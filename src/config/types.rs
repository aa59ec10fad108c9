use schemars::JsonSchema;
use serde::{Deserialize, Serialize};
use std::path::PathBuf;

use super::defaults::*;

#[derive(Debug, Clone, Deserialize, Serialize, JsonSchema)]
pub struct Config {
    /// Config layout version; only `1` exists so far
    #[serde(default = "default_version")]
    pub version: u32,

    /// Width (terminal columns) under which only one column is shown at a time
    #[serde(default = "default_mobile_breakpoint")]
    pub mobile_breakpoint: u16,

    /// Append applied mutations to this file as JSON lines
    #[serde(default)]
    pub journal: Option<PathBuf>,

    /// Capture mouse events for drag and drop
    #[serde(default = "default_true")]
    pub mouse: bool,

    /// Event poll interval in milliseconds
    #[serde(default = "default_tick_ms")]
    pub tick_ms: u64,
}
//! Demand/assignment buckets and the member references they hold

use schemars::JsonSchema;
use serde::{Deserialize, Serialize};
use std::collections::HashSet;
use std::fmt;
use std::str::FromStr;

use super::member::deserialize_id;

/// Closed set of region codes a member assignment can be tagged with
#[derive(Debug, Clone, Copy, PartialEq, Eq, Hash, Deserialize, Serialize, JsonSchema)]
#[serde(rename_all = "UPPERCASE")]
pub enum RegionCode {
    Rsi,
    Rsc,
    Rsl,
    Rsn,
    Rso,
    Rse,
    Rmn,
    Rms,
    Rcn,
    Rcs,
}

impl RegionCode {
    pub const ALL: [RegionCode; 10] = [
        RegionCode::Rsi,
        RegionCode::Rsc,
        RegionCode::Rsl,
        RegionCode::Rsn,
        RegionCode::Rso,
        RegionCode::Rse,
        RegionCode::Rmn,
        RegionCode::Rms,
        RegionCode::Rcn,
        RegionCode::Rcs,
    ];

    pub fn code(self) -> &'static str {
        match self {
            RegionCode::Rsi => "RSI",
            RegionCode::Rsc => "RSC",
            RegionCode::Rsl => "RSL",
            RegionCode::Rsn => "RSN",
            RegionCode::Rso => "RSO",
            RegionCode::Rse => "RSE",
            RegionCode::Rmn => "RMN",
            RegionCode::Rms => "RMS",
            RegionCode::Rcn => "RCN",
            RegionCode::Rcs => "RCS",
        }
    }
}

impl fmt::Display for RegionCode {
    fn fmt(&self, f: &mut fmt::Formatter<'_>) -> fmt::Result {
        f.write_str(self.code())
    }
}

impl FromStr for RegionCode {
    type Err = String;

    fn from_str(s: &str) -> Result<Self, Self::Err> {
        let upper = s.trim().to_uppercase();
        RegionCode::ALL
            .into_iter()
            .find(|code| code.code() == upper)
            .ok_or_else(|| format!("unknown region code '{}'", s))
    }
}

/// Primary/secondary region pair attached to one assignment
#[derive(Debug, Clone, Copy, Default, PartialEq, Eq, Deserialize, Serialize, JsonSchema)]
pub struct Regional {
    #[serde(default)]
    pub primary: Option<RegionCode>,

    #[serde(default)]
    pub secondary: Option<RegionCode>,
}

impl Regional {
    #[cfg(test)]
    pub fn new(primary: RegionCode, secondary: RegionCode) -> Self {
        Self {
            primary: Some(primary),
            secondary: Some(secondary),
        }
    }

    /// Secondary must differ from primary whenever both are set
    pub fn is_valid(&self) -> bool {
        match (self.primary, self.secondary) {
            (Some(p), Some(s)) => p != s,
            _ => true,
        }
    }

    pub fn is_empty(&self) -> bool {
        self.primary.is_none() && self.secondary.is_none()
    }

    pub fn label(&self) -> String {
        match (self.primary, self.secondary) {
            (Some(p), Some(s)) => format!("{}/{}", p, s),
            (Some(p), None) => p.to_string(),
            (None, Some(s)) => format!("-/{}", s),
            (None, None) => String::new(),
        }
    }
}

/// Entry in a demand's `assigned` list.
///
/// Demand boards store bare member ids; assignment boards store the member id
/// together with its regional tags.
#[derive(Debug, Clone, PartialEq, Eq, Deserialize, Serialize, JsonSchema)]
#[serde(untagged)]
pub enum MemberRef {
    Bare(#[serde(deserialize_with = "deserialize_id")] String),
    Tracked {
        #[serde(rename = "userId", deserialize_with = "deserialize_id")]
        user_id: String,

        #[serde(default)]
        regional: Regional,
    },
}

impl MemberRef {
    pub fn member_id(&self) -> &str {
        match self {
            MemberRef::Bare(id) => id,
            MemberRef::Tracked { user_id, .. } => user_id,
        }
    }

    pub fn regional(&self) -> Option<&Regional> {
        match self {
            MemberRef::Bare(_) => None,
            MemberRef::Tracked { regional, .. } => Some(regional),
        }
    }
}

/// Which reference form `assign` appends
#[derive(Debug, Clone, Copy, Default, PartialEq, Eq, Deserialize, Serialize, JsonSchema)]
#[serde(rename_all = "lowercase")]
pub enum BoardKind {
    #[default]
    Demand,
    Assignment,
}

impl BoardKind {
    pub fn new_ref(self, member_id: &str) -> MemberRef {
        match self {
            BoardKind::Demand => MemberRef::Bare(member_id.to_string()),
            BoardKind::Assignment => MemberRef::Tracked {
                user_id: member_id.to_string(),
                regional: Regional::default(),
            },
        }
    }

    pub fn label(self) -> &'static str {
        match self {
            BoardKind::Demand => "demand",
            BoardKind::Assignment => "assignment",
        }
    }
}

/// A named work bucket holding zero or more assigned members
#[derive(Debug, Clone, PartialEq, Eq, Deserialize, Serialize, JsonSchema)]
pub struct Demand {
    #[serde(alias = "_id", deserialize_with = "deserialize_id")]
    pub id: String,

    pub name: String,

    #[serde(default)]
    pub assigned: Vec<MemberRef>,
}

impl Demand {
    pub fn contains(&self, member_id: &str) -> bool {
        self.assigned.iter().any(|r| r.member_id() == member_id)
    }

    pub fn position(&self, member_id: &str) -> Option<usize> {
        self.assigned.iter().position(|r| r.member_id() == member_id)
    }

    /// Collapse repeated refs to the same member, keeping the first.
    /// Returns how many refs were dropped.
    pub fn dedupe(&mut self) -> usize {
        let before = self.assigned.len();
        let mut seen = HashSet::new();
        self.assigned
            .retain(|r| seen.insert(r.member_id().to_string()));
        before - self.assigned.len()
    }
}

++++++++

Aim of the task: The full material has to be written out again exactly as shown.

Solution below:
filename src/config/types.rs
repository aa59ec10fad108c9
use schemars::JsonSchema;
use serde::{Deserialize, Serialize};
use std::path::PathBuf;

use super::defaults::*;

#[derive(Debug, Clone, Deserialize, Serialize, JsonSchema)]
pub struct Config {
    /// Config layout version; only `1` exists so far
    #[serde(default = "default_version")]
    pub version: u32,

    /// Width (terminal columns) under which only one column is shown at a time
    #[serde(default = "default_mobile_breakpoint")]
    pub mobile_breakpoint: u16,

    /// Append applied mutations to this file as JSON lines
    #[serde(default)]
    pub journal: Option<PathBuf>,

    /// Capture mouse events for drag and drop
    #[serde(default = "default_true")]
    pub mouse: bool,

    /// Event poll interval in milliseconds
    #[serde(default = "default_tick_ms")]
    pub tick_ms: u64,
}
//! Demand/assignment buckets and the member references they hold

use schemars::JsonSchema;
use serde::{Deserialize, Serialize};
use std::collections::HashSet;
use std::fmt;
use std::str::FromStr;

use super::member::deserialize_id;

/// Closed set of region codes a member assignment can be tagged with
#[derive(Debug, Clone, Copy, PartialEq, Eq, Hash, Deserialize, Serialize, JsonSchema)]
#[serde(rename_all = "UPPERCASE")]
pub enum RegionCode {
    Rsi,
    Rsc,
    Rsl,
    Rsn,
    Rso,
    Rse,
    Rmn,
    Rms,
    Rcn,
    Rcs,
}

impl RegionCode {
    pub const ALL: [RegionCode; 10] = [
        RegionCode::Rsi,
        RegionCode::Rsc,
        RegionCode::Rsl,
        RegionCode::Rsn,
        RegionCode::Rso,
        RegionCode::Rse,
        RegionCode::Rmn,
        RegionCode::Rms,
        RegionCode::Rcn,
        RegionCode::Rcs,
    ];

    pub fn code(self) -> &'static str {
        match self {
            RegionCode::Rsi => "RSI",
            RegionCode::Rsc => "RSC",
            RegionCode::Rsl => "RSL",
            RegionCode::Rsn => "RSN",
            RegionCode::Rso => "RSO",
            RegionCode::Rse => "RSE",
            RegionCode::Rmn => "RMN",
            RegionCode::Rms => "RMS",
            RegionCode::Rcn => "RCN",
            RegionCode::Rcs => "RCS",
        }
    }
}

impl fmt::Display for RegionCode {
    fn fmt(&self, f: &mut fmt::Formatter<'_>) -> fmt::Result {
        f.write_str(self.code())
    }
}

impl FromStr for RegionCode {
    type Err = String;

    fn from_str(s: &str) -> Result<Self, Self::Err> {
        let upper = s.trim().to_uppercase();
        RegionCode::ALL
            .into_iter()
            .find(|code| code.code() == upper)
            .ok_or_else(|| format!("unknown region code '{}'", s))
    }
}

/// Primary/secondary region pair attached to one assignment
#[derive(Debug, Clone, Copy, Default, PartialEq, Eq, Deserialize, Serialize, JsonSchema)]
pub struct Regional {
    #[serde(default)]
    pub primary: Option<RegionCode>,

    #[serde(default)]
    pub secondary: Option<RegionCode>,
}

impl Regional {
    #[cfg(test)]
    pub fn new(primary: RegionCode, secondary: RegionCode) -> Self {
        Self {
            primary: Some(primary),
            secondary: Some(secondary),
        }
    }

    /// Secondary must differ from primary whenever both are set
    pub fn is_valid(&self) -> bool {
        match (self.primary, self.secondary) {
            (Some(p), Some(s)) => p != s,
            _ => true,
        }
    }

    pub fn is_empty(&self) -> bool {
        self.primary.is_none() && self.secondary.is_none()
    }

    pub fn label(&self) -> String {
        match (self.primary, self.secondary) {
            (Some(p), Some(s)) => format!("{}/{}", p, s),
            (Some(p), None) => p.to_string(),
            (None, Some(s)) => format!("-/{}", s),
            (None, None) => String::new(),
        }
    }
}

/// Entry in a demand's `assigned` list.
///
/// Demand boards store bare member ids; assignment boards store the member id
/// together with its regional tags.
#[derive(Debug, Clone, PartialEq, Eq, Deserialize, Serialize, JsonSchema)]
#[serde(untagged)]
pub enum MemberRef {
    Bare(#[serde(deserialize_with = "deserialize_id")] String),
    Tracked {
        #[serde(rename = "userId", deserialize_with = "deserialize_id")]
        user_id: String,

        #[serde(default)]
        regional: Regional,
    },
}

impl MemberRef {
    pub fn member_id(&self) -> &str {
        match self {
            MemberRef::Bare(id) => id,
            MemberRef::Tracked { user_id, .. } => user_id,
        }
    }

    pub fn regional(&self) -> Option<&Regional> {
        match self {
            MemberRef::Bare(_) => None,
            MemberRef::Tracked { regional, .. } => Some(regional),
        }
    }
}

/// Which reference form `assign` appends
#[derive(Debug, Clone, Copy, Default, PartialEq, Eq, Deserialize, Serialize, JsonSchema)]
#[serde(rename_all = "lowercase")]
pub enum BoardKind {
    #[default]
    Demand,
    Assignment,
}

impl BoardKind {
    pub fn new_ref(self, member_id: &str) -> MemberRef {
        match self {
            BoardKind::Demand => MemberRef::Bare(member_id.to_string()),
            BoardKind::Assignment => MemberRef::Tracked {
                user_id: member_id.to_string(),
                regional: Regional::default(),
            },
        }
    }

    pub fn label(self) -> &'static str {
        match self {
            BoardKind::Demand => "demand",
            BoardKind::Assignment => "assignment",
        }
    }
}

/// A named work bucket holding zero or more assigned members
#[derive(Debug, Clone, PartialEq, Eq, Deserialize, Serialize, JsonSchema)]
pub struct Demand {
    #[serde(alias = "_id", deserialize_with = "deserialize_id")]
    pub id: String,

    pub name: String,

    #[serde(default)]
    pub assigned: Vec<MemberRef>,
}

impl Demand {
    pub fn contains(&self, member_id: &str) -> bool {
        self.assigned.iter().any(|r| r.member_id() == member_id)
    }

    pub fn position(&self, member_id: &str) -> Option<usize> {
        self.assigned.iter().position(|r| r.member_id() == member_id)
    }

    /// Collapse repeated refs to the same member, keeping the first.
    /// Returns how many refs were dropped.
    pub fn dedupe(&mut self) -> usize {
        let before = self.assigned.len();
        let mut seen = HashSet::new();
        self.assigned
            .retain(|r| seen.insert(r.member_id().to_string()));
        before - self.assigned.len()
    }
}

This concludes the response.